Example of s-HDS. (Left) The same 2D object as in Fig. 1, but here cut in three strips. \(S^1\) contains vertices \(\{A,B,C,D,E,F,G\}\) and edges \(\{b,c,d,e,f,o,p,q,s\}\); \(S^2\) has vertices \(\{H,I,J,K,L,M,N,O\}\) and edges \(\{a,b,f,g,h,i,j,q,r,s,t,u,v,w\}\); and \(S^3\) contains vertices \(\{P,Q,R,S,T,U\}\) and edges \(\{j,h,k,l,m,n,w,x\}\). Edges \(\{b,f,h,j,q,s,w\}\) are critical (drawn in blue), each one belongs to two strips. Vertex P belongs to the left border of strip \(S^3\) and thus edge j is critical since it intersects both strips \(S^2\) and \(S^3\). Edge k is not critical since strip \(S^2\) does not contain vertex P, thus intersection of k and strip \(S^2\) is empty. (Right) The stripped HDS representing this 2D object, with three HDS \(\{H^1,H^2,H^3\}\). \(H^1\) has four external halfedges \(\{1,3,5,7\}\) (drawn in blue), \(H^2\) has seven external halfedges \(\{10,12,14,16,17,19,21\}\) and \(H^3\) has three \(\{24,26,28\}\). halfedge 10 is left-external and 17 is right-external. Let us consider that edges are labeled with the \( \texttt {id}\) given in the left part of the figure. We have for example \( \texttt {id}(2)=b= \texttt {id}(10)\) and \( \texttt {id}(1)=-b= \texttt {id}(9)\). Critical edge b is described by 4 halfedges in the s-HDS (two non-external 2, 9 and two external 1, 10), and non-critical edge a by two non-external halfedges. \( \texttt {prev}_\text {v}^i\), \( \texttt {next}_\text {v}^i\) and \( \texttt {vertex}^i\) are defined in each strip for each non-external halfedges (e.g. 2 in \(H^1\)), and are null for external ones (e.g. 1 in \(H^1\))

3.2 Global topological operators from an s-HDS

From the s-HDS definition, we can define global topological operators through the local links in each \(H^i\) and the \( \texttt {id}\) of the halfedges describing critical edges.

Definition 2

Let SH be an s-HDS and h a halfedge. We denote by \( \texttt {ne}(h)\) the non-external halfedge describing edge \( \texttt {id}(h)\) and having the same orientation as h.

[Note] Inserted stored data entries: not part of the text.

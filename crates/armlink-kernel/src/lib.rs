//! `armlink-kernel` – actuation and safety core
//!
//! Sits between the network sessions and the arm driver. It does not talk to
//! clients; it decides what reaches the bus and when.
//!
//! # Modules
//!
//! - [`mailbox`] – [`Mailbox`][mailbox::Mailbox]: single-slot last-write-wins
//!   cell shared by the coalescer and the camera pipeline.
//! - [`coalescer`] – [`ArmCoalescer`][coalescer::ArmCoalescer]: merges bursty
//!   angle/gripper updates and drains them to the driver at a fixed 25 ms
//!   cadence; also the blocking `sync` read.
//! - [`heartbeat`] – [`HeartbeatMonitor`][heartbeat::HeartbeatMonitor]: per
//!   connection liveness; sends the arm to its safe pose when every client
//!   goes silent.
//! - [`validator`] – [`InputValidator`][validator::InputValidator]: rejects
//!   malformed joint indices, angles and gripper values at the boundary.

pub mod coalescer;
pub mod heartbeat;
pub mod mailbox;
pub mod validator;

pub use coalescer::{ArmCoalescer, CoalescerConfig, Failsafe};
pub use heartbeat::HeartbeatMonitor;
pub use mailbox::Mailbox;
pub use validator::InputValidator;
//! `armlink` – remote control server for a six-joint arm with gripper and
//! camera.
//!
//! 1. Loads `~/.armlink/config.toml` (writes the defaults on first run) and
//!    applies `ARMLINK_*` overrides.
//! 2. Wires the arm coalescer, heartbeat monitor and camera pipeline over the
//!    simulated drivers.
//! 3. Serves the control channel, video and diagnostics until **Ctrl-C**, then
//!    stops every loop.

mod config;
mod telemetry;

use std::process::ExitCode;
use std::sync::Arc;
use std::time::Duration;

use armlink_cockpit::{AppState, CockpitServer};
use armlink_hal::{ImageSource, SimArm, SimCamera};
use armlink_kernel::heartbeat::MONITOR_PERIOD;
use armlink_kernel::{ArmCoalescer, Failsafe, HeartbeatMonitor};
use armlink_types::ArmError;
use armlink_vision::{AdaptiveStreamController, CameraPipeline};
use colored::Colorize;
use tracing::{error, info, warn};

use config::Config;

fn main() -> ExitCode {
    // The OTLP exporter must be built before the runtime exists.
    let guard = telemetry::init_tracing("armlink");

    print_banner();
    let cfg = load_config();
    print_summary(&cfg, guard.exporting());

    let runtime = match tokio::runtime::Builder::new_multi_thread().enable_all().build() {
        Ok(rt) => rt,
        Err(e) => {
            error!(error = %e, "failed to start async runtime");
            return ExitCode::FAILURE;
        }
    };
    match runtime.block_on(run(cfg)) {
        Ok(()) => {
            println!("{}", "  ✓ Stopped.".green());
            ExitCode::SUCCESS
        }
        Err(e) => {
            error!(error = %e, "armlink stopped");
            ExitCode::FAILURE
        }
    }
}

// ─────────────────────────────────────────────────────────────────────────────
// Wiring
// ─────────────────────────────────────────────────────────────────────────────

async fn run(cfg: Config) -> Result<(), String> {
    let arm = SimArm::new().with_latency(Duration::from_millis(cfg.sim_bus_latency_ms));
    let coalescer = Arc::new(ArmCoalescer::new(Box::new(arm), cfg.coalescer()));
    let drain = coalescer
        .spawn_drain_loop()
        .map_err(|e| format!("failed to spawn drain loop: {e}"))?;

    let heartbeat = Arc::new(HeartbeatMonitor::new(cfg.heartbeat_timeout()));
    let monitor = heartbeat.spawn_monitor(Arc::clone(&coalescer) as Arc<dyn Failsafe>, MONITOR_PERIOD);

    let controller = Arc::new(AdaptiveStreamController::new(cfg.stream_settings()));
    let (device, width, height) = (cfg.camera_device(), cfg.camera.width, cfg.camera.height);
    let opener = move || -> Result<Box<dyn ImageSource>, ArmError> {
        Ok(Box::new(SimCamera::new(device.clone(), width, height)))
    };
    let camera = Arc::new(
        CameraPipeline::start(opener, cfg.pipeline(), controller)
            .map_err(|e| format!("failed to spawn camera thread: {e}"))?,
    );

    let state = Arc::new(AppState::new(
        Arc::clone(&coalescer),
        Arc::clone(&heartbeat),
        Arc::clone(&camera),
    ));
    let server = CockpitServer::new(state).with_port(cfg.port);
    println!(
        "  Cockpit listening on {}\n",
        format!("http://localhost:{}", cfg.port).bold().cyan()
    );

    let result = tokio::select! {
        served = server.run() => served.map_err(|e| e.to_string()),
        signal = tokio::signal::ctrl_c() => {
            println!();
            println!("{}", "⚠  Ctrl-C received – shutting down …".yellow().bold());
            signal.map_err(|e| format!("failed to listen for Ctrl-C: {e}"))
        }
    };

    monitor.abort();
    coalescer.shutdown();
    let joined = tokio::task::spawn_blocking(move || {
        camera.shutdown();
        drain.join().is_ok()
    })
    .await;
    if !matches!(joined, Ok(true)) {
        warn!("drain loop did not stop cleanly");
    }
    info!("all loops stopped");
    result
}

fn load_config() -> Config {
    let path = config::config_path();
    match config::load() {
        Ok(Some(cfg)) => {
            println!("  Config loaded from {}", path.display().to_string().bold());
            cfg
        }
        Ok(None) => {
            let mut cfg = Config::default();
            match config::save(&cfg) {
                Ok(()) => println!(
                    "  {} Default config written to {}",
                    "✓".green().bold(),
                    path.display().to_string().bold()
                ),
                Err(e) => warn!(error = %e, "could not write default config"),
            }
            config::apply_env_overrides(&mut cfg);
            cfg
        }
        Err(e) => {
            println!("{}: {}", "Config error".red(), e);
            println!("  Using default configuration.");
            let mut cfg = Config::default();
            config::apply_env_overrides(&mut cfg);
            cfg
        }
    }
}

// ─────────────────────────────────────────────────────────────────────────────
// Console output
// ─────────────────────────────────────────────────────────────────────────────

fn print_banner() {
    println!();
    println!("{}", r#"   __   ___  __  __  _    ___ _  _ _  __"#.bold().cyan());
    println!("{}", r#"  /_\ | _ \|  \/  || |  |_ _| \| | |/ /"#.bold().cyan());
    println!("{}", r#" / _ \|   /| |\/| || |__ | || .` | ' < "#.bold().cyan());
    println!("{}", r#"/_/ \_\_|_\|_|  |_||____|___|_|\_|_|\_\"#.bold().cyan());
    println!();
    println!(
        "  {} {}",
        "armlink".bold(),
        format!("v{}", env!("CARGO_PKG_VERSION")).dimmed()
    );
    println!("  Remote arm control and live video");
    println!();
}

fn print_summary(cfg: &Config, otlp: bool) {
    println!(
        "  Arm bus     {} {}",
        "sim".bold(),
        format!("({} @ {} baud not opened)", cfg.serial_port, cfg.baud).dimmed()
    );
    println!(
        "  Camera      {} {}x{}",
        cfg.camera_device().bold(),
        cfg.camera.width,
        cfg.camera.height
    );
    println!(
        "  Stream      quality {} / {} fps (adaptive)",
        cfg.camera.quality, cfg.camera.fps
    );
    println!(
        "  Heartbeat   {:.1}s timeout, drain every {}ms",
        cfg.heartbeat_timeout().as_secs_f64(),
        cfg.drain_period_ms
    );
    println!(
        "  Tracing     {}",
        if otlp { "OTLP export on" } else { "local only" }
    );
    println!();
}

As seen in the previous section, a critical edge is described by exactly two non-external halfedges having opposite orientations, and some external halfedges. A non-critical edge is described by only two non-external halfedges with opposite orientations (and thus no external halfedges). This means that for any halfedge h, \( \texttt {ne}(h)\) is unique. But two different halfedges h and \(h'\) can have equal \( \texttt {ne}\), \( \texttt {ne}\) is a surjective function. Note that if h is non-external, \( \texttt {ne}(h)=h\).

Algorithm 1 allows computing \( \texttt {ne}(h)\), by iteratively traversing the adjacent strips, identifying the halfedges thanks to their \( \texttt {id}\). Given a left-external halfedge, finding the corresponding halfedge in the left strip is done directly by using the \( \texttt {id}\) associated with halfedges through an associative array giving for each \( \texttt {id}\) its corresponding halfedge. The complexity of Algorithm 1 is linear in number of strips traversed, when using an associative container with constant time access in average, such as hash maps.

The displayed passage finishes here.